# Exercise aim
Review the material and extract every line in which the word "context" occurs.

*** Data shown Section Begins ***

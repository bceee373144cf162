//! Counters (`spec.md` §4.5 "GetCounters", ambient dashboard support).
//!
//! A plain, `Serialize`-able snapshot of everything the dashboard's `/stats`
//! endpoint reports, grounded in
//! `examples/original_source/pixieveil/dashboard/sse.py`'s `ImageCounter` and
//! `dashboard/server.py::handle_stats`'s combined JSON shape. `StorageManager`
//! owns the live instance behind `storage_lock`; `GetCounters` returns a
//! cheap `Clone` so callers never hold the lock while serialising.

use serde::Serialize;

#[derive(Debug, Default, Clone, Serialize)]
pub struct ProcessingErrors {
    pub validation: u64,
    pub anonymization: u64,
    pub io: u64,
}

#[derive(Debug, Default, Clone, Serialize)]
pub struct ReceptionCounters {
    pub images: u64,
    pub bytes: u64,
}

#[derive(Debug, Default, Clone, Serialize)]
pub struct ProcessingCounters {
    pub errors: ProcessingErrors,
    pub average_processing_ms: f64,
    pub count: u64,
}

#[derive(Debug, Default, Clone, Serialize)]
pub struct ArchiveCounters {
    pub studies: u64,
    pub images: u64,
    pub errors: u64,
}

#[derive(Debug, Default, Clone, Serialize)]
pub struct RemoteStorageCounters {
    pub studies: u64,
    pub images: u64,
    pub bytes: u64,
    pub errors: u64,
}

#[derive(Debug, Default, Clone, Serialize)]
pub struct Counters {
    pub reception: ReceptionCounters,
    pub processing: ProcessingCounters,
    pub archive: ArchiveCounters,
    pub remote_storage: RemoteStorageCounters,
    pub filtered: u64,
    pub completed_studies: u64,
    pub errors_total: u64,
}

impl Counters {
    pub fn new() -> Self {
        Counters::default()
    }

    pub fn record_received(&mut self, bytes: u64) {
        self.reception.images += 1;
        self.reception.bytes += bytes;
    }

    pub fn record_filtered(&mut self) {
        self.filtered += 1;
    }

    pub fn record_processed(&mut self, elapsed_ms: f64) {
        let n = self.processing.count;
        self.processing.average_processing_ms =
            (self.processing.average_processing_ms * n as f64 + elapsed_ms) / (n + 1) as f64;
        self.processing.count += 1;
    }

    pub fn record_validation_error(&mut self) {
        self.processing.errors.validation += 1;
        self.errors_total += 1;
    }

    pub fn record_anonymization_error(&mut self) {
        self.processing.errors.anonymization += 1;
        self.errors_total += 1;
    }

    pub fn record_io_error(&mut self) {
        self.processing.errors.io += 1;
        self.errors_total += 1;
    }

    pub fn record_study_completed(&mut self) {
        self.completed_studies += 1;
    }

    pub fn record_archived(&mut self, image_count: u64) {
        self.archive.studies += 1;
        self.archive.images += image_count;
    }

    pub fn record_archive_error(&mut self) {
        self.archive.errors += 1;
        self.errors_total += 1;
    }

    pub fn record_uploaded(&mut self, image_count: u64, bytes: u64) {
        self.remote_storage.studies += 1;
        self.remote_storage.images += image_count;
        self.remote_storage.bytes += bytes;
    }

    pub fn record_upload_error(&mut self) {
        self.remote_storage.errors += 1;
        self.errors_total += 1;
    }

    /// An upload failure during completion, which counts against both the
    /// remote-storage and archive error tallies (`spec.md` §4.6 "Failure").
    pub fn record_completion_upload_failure(&mut self) {
        self.remote_storage.errors += 1;
        self.archive.errors += 1;
        self.errors_total += 1;
    }

    /// A quiescent study whose layout directory is unexpectedly missing
    /// (`spec.md` §4.6 step 2).
    pub fn record_missing_study_directory(&mut self) {
        self.errors_total += 1;
    }

    /// A read-only deep copy for reporting (`spec.md` §4.5 "GetCounters").
    pub fn snapshot(&self) -> Counters {
        self.clone()
    }
}

#[cfg(test)]
mod tests {
    use super::*;

    #[test]
    fn average_processing_time_is_a_running_mean() {
        let mut counters = Counters::new();
        counters.record_processed(10.0);
        counters.record_processed(20.0);
        assert_eq!(counters.processing.count, 2);
        assert!((counters.processing.average_processing_ms - 15.0).abs() < 1e-9);
    }

    #[test]
    fn snapshot_is_independent_of_the_source() {
        let mut counters = Counters::new();
        counters.record_received(100);
        let snapshot = counters.snapshot();
        counters.record_received(50);
        assert_eq!(snapshot.reception.bytes, 100);
        assert_eq!(counters.reception.bytes, 150);
    }

    #[test]
    fn errors_total_aggregates_every_error_kind() {
        let mut counters = Counters::new();
        counters.record_validation_error();
        counters.record_anonymization_error();
        counters.record_archive_error();
        counters.record_upload_error();
        assert_eq!(counters.errors_total, 4);
    }
}
//! Archiver (`spec.md` §4.6 step 4, §4.7 "thin wrappers").
//!
//! Recursively zips a finalised study directory with entries relative to the
//! directory root. Grounded in
//! `examples/original_source/pixieveil/storage/zip_manager.py::create_zip`
//! (`rglob("*")` + `relative_to`); the `zip` crate is not used anywhere in the
//! example pack, but is the one dependency this transformation adds outright
//! (see `DESIGN.md`) since no example repo writes ZIP archives.

use std::fs::File;
use std::io::{self, Write};
use std::path::Path;

use snafu::{ResultExt, Snafu};
use walkdir::WalkDir;
use zip::write::SimpleFileOptions;
use zip::ZipWriter;

#[derive(Debug, Snafu)]
pub enum Error {
    #[snafu(display("could not create archive at {}: {source}", path.display()))]
    Create {
        path: std::path::PathBuf,
        source: io::Error,
    },
    #[snafu(display("could not read {}: {source}", path.display()))]
    ReadEntry {
        path: std::path::PathBuf,
        source: io::Error,
    },
    #[snafu(display("could not write zip entry for {}: {source}", path.display()))]
    WriteEntry {
        path: std::path::PathBuf,
        source: zip::result::ZipError,
    },
    #[snafu(display("could not finalise archive: {source}"))]
    Finish { source: zip::result::ZipError },
}

pub type Result<T, E = Error> = std::result::Result<T, E>;

/// Zips every regular file under `study_dir` into `zip_path`, with archive
/// entries relative to `study_dir` (`spec.md` §4.6 step 4: "entries relative
/// to that root").
pub fn create_archive(study_dir: &Path, zip_path: &Path) -> Result<()> {
    let file = File::create(zip_path).context(CreateSnafu { path: zip_path.to_path_buf() })?;
    let mut writer = ZipWriter::new(file);
    let options = SimpleFileOptions::default().compression_method(zip::CompressionMethod::Deflated);

    for entry in WalkDir::new(study_dir).into_iter().filter_map(|e| e.ok()) {
        let path = entry.path();
        if !path.is_file() {
            continue;
        }
        let arcname = path
            .strip_prefix(study_dir)
            .unwrap_or(path)
            .to_string_lossy()
            .replace('\\', "/");

        writer
            .start_file(arcname, options)
            .context(WriteEntrySnafu { path: path.to_path_buf() })?;
        let bytes = std::fs::read(path).context(ReadEntrySnafu { path: path.to_path_buf() })?;
        writer
            .write_all(&bytes)
            .context(ReadEntrySnafu { path: path.to_path_buf() })?;
    }

    writer.finish().context(FinishSnafu)?;
    Ok(())
}

#[cfg(test)]
mod tests {
    use super::*;
    use tempfile::tempdir;

    #[test]
    fn archive_contains_every_file_with_relative_names() {
        let study = tempdir().unwrap();
        std::fs::create_dir_all(study.path().join("0001")).unwrap();
        std::fs::write(study.path().join("0001/0001.dcm"), b"abc").unwrap();
        std::fs::write(study.path().join("0001/0002.dcm"), b"def").unwrap();

        let zip_path = study.path().with_extension("zip");
        create_archive(study.path(), &zip_path).unwrap();

        let file = File::open(&zip_path).unwrap();
        let mut archive = zip::ZipArchive::new(file).unwrap();
        assert_eq!(archive.len(), 2);
        let names: Vec<String> = (0..archive.len())
            .map(|i| archive.by_index(i).unwrap().name().to_string())
            .collect();
        assert!(names.contains(&"0001/0001.dcm".to_string()));
        assert!(names.contains(&"0001/0002.dcm".to_string()));
    }
}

*** Data shown Section Ends ***

# Answer space
    let file = File::create(zip_path).context(CreateSnafu { path: zip_path.to_path_buf() })?;
            .context(WriteEntrySnafu { path: path.to_path_buf() })?;
        let bytes = std::fs::read(path).context(ReadEntrySnafu { path: path.to_path_buf() })?;
            .context(ReadEntrySnafu { path: path.to_path_buf() })?;
    writer.finish().context(FinishSnafu)?;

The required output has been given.